Your answer should hold every line of the records below that contains the string "placeholders".

_Exercise material_:
------------------------------
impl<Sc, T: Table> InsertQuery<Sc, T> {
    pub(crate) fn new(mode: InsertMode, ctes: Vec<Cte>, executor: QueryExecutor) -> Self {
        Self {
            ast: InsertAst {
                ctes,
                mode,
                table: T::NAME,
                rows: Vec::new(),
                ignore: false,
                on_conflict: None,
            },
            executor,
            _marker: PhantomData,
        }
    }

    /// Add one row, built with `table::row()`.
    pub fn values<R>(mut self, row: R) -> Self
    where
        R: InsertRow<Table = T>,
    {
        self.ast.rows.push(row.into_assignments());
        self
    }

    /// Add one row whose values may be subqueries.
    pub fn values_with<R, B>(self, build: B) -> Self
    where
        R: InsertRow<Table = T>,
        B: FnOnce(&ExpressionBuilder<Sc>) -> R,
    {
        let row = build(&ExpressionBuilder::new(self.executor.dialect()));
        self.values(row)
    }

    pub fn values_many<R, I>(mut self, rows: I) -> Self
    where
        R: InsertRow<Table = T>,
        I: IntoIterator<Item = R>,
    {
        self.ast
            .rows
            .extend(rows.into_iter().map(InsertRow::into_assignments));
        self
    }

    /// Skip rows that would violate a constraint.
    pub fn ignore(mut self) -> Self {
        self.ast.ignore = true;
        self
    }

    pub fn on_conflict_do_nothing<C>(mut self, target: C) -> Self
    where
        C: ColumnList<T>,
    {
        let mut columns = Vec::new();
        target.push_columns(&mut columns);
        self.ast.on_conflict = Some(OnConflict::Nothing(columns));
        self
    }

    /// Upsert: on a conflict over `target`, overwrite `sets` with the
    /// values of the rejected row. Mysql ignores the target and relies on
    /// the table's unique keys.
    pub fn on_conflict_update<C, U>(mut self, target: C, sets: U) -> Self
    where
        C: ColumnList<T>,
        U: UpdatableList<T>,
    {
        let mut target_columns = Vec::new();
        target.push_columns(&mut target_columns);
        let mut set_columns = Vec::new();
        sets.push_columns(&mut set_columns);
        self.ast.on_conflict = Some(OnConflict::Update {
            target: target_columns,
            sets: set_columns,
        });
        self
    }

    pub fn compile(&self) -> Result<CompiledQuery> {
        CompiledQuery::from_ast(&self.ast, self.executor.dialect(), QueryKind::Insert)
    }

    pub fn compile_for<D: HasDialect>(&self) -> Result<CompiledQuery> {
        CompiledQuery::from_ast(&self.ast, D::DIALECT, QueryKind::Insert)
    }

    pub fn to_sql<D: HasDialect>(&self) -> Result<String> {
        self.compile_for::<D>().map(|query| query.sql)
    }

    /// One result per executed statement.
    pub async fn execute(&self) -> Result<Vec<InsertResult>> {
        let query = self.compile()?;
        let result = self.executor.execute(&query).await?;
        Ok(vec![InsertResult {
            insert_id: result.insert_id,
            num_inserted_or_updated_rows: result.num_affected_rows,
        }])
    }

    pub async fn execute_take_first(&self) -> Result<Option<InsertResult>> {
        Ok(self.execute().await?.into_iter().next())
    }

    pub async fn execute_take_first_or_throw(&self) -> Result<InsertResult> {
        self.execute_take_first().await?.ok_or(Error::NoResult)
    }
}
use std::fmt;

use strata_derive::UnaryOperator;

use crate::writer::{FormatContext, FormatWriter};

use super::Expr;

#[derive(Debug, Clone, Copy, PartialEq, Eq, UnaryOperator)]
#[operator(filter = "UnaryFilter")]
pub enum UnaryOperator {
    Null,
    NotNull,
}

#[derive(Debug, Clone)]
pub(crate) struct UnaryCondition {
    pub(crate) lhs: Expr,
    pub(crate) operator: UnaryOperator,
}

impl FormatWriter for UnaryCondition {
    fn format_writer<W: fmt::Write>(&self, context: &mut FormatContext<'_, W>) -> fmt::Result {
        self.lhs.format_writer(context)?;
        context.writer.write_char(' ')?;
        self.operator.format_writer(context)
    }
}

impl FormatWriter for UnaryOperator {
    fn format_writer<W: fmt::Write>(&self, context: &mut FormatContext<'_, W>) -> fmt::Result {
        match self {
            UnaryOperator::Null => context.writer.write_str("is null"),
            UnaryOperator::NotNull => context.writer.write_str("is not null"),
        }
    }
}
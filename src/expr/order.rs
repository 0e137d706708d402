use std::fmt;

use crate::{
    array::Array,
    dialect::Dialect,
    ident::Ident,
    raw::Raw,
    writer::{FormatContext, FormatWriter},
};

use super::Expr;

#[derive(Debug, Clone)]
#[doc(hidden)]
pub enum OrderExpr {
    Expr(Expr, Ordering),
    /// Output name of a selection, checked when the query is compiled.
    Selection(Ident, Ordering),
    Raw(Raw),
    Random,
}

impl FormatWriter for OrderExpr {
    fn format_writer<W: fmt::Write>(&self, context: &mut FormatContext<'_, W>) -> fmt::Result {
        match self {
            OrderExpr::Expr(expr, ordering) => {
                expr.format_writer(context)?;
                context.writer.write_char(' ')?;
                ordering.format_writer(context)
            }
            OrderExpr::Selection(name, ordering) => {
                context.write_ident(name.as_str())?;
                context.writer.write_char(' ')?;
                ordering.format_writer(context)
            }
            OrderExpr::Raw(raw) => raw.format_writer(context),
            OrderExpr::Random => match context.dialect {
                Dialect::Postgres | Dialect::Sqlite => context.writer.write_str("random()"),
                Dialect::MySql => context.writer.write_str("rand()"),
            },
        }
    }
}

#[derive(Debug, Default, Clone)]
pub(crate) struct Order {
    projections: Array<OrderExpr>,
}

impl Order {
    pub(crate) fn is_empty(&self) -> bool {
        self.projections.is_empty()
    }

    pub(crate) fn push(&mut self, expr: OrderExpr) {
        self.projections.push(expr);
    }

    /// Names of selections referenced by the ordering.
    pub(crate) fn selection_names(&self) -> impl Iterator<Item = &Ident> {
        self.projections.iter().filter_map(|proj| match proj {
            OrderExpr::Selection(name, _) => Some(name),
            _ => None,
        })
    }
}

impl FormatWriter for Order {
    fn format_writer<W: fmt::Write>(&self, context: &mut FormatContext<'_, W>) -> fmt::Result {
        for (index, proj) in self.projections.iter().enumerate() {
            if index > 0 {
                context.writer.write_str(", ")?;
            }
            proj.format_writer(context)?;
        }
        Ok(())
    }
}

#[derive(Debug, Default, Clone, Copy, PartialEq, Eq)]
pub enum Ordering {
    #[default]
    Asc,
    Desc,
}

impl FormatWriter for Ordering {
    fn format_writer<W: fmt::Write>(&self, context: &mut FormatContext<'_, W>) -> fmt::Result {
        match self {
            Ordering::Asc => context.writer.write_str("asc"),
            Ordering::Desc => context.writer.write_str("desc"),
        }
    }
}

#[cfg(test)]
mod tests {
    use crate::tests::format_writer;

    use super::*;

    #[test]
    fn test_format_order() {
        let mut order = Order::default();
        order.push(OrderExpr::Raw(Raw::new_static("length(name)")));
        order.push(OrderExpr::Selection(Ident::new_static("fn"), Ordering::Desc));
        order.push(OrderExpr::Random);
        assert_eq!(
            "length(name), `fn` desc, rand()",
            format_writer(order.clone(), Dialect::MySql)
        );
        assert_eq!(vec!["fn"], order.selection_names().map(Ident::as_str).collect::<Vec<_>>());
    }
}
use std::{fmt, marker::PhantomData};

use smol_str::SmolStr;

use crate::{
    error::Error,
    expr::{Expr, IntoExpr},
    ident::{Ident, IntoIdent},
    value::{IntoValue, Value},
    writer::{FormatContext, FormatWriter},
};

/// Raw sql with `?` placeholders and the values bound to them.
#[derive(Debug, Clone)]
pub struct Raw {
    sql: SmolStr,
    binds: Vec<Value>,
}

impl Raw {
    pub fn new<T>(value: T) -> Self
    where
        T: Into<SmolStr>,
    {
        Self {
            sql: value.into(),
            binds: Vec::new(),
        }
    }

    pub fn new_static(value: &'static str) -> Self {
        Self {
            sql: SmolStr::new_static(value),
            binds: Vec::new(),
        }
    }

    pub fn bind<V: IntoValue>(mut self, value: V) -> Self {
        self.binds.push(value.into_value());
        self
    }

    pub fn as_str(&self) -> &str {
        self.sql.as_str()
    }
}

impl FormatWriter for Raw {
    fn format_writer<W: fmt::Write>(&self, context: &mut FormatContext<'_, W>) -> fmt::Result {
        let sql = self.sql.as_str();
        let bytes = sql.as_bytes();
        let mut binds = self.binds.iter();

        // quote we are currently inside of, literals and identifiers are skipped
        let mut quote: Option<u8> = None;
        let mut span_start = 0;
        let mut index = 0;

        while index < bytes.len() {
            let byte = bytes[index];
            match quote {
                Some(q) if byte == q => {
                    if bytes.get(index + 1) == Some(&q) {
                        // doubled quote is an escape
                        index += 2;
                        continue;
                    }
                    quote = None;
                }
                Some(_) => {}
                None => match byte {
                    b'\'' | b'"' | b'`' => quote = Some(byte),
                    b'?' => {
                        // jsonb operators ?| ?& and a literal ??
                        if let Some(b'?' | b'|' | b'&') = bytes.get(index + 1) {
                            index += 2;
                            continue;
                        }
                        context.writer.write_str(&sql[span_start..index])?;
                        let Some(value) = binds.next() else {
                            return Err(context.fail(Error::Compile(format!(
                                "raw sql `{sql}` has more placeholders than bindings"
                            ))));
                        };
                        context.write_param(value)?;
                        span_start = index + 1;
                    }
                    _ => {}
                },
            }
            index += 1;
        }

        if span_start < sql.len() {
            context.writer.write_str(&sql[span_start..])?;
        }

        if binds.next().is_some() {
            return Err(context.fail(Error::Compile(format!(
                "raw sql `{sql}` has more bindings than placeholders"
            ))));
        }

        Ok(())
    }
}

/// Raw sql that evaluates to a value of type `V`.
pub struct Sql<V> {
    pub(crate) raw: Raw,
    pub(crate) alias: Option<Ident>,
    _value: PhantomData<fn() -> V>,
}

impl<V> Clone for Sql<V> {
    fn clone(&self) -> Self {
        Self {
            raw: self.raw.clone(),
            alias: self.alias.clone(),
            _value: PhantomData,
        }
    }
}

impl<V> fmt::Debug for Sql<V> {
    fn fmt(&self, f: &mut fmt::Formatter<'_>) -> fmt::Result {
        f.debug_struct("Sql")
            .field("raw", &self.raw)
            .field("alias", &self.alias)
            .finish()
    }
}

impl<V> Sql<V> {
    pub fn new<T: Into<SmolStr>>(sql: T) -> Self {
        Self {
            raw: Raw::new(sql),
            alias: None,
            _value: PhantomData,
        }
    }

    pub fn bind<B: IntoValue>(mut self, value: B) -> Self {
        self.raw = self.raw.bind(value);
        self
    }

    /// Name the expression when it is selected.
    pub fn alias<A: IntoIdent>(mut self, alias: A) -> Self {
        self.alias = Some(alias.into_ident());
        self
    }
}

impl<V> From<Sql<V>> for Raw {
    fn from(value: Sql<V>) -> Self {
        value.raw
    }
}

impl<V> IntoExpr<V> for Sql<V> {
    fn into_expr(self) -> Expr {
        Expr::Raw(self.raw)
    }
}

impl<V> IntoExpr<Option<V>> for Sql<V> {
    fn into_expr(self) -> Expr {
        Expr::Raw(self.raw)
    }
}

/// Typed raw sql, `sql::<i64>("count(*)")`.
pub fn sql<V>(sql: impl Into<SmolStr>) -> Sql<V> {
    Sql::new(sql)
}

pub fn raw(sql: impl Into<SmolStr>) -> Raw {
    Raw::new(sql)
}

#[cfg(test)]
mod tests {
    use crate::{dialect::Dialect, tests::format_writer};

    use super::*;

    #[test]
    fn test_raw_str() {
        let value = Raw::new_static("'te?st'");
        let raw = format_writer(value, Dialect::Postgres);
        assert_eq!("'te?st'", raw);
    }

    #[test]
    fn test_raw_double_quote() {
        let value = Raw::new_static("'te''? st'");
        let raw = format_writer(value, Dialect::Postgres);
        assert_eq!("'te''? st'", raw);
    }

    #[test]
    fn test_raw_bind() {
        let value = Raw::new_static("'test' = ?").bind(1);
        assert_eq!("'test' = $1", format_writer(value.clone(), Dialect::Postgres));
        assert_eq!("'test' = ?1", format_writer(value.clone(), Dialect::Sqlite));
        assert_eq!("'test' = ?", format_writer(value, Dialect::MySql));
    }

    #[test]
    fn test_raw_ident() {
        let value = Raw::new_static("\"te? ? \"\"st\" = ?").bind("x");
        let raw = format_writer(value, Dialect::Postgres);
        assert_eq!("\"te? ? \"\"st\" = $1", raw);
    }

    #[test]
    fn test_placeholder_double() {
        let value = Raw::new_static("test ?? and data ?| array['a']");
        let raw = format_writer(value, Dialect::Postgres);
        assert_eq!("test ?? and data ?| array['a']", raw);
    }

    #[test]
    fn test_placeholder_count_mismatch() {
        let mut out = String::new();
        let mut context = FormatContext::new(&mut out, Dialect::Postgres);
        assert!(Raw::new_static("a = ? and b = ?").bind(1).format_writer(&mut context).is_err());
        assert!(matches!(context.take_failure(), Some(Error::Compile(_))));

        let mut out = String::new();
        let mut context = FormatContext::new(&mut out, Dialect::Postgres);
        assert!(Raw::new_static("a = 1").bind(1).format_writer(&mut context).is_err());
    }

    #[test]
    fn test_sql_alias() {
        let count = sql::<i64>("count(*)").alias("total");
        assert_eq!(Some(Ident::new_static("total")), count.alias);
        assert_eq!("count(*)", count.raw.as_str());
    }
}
------------------------------
_Exercise output_:
/// Raw sql with `?` placeholders and the values bound to them.
                                "raw sql `{sql}` has more placeholders than bindings"
                "raw sql `{sql}` has more bindings than placeholders"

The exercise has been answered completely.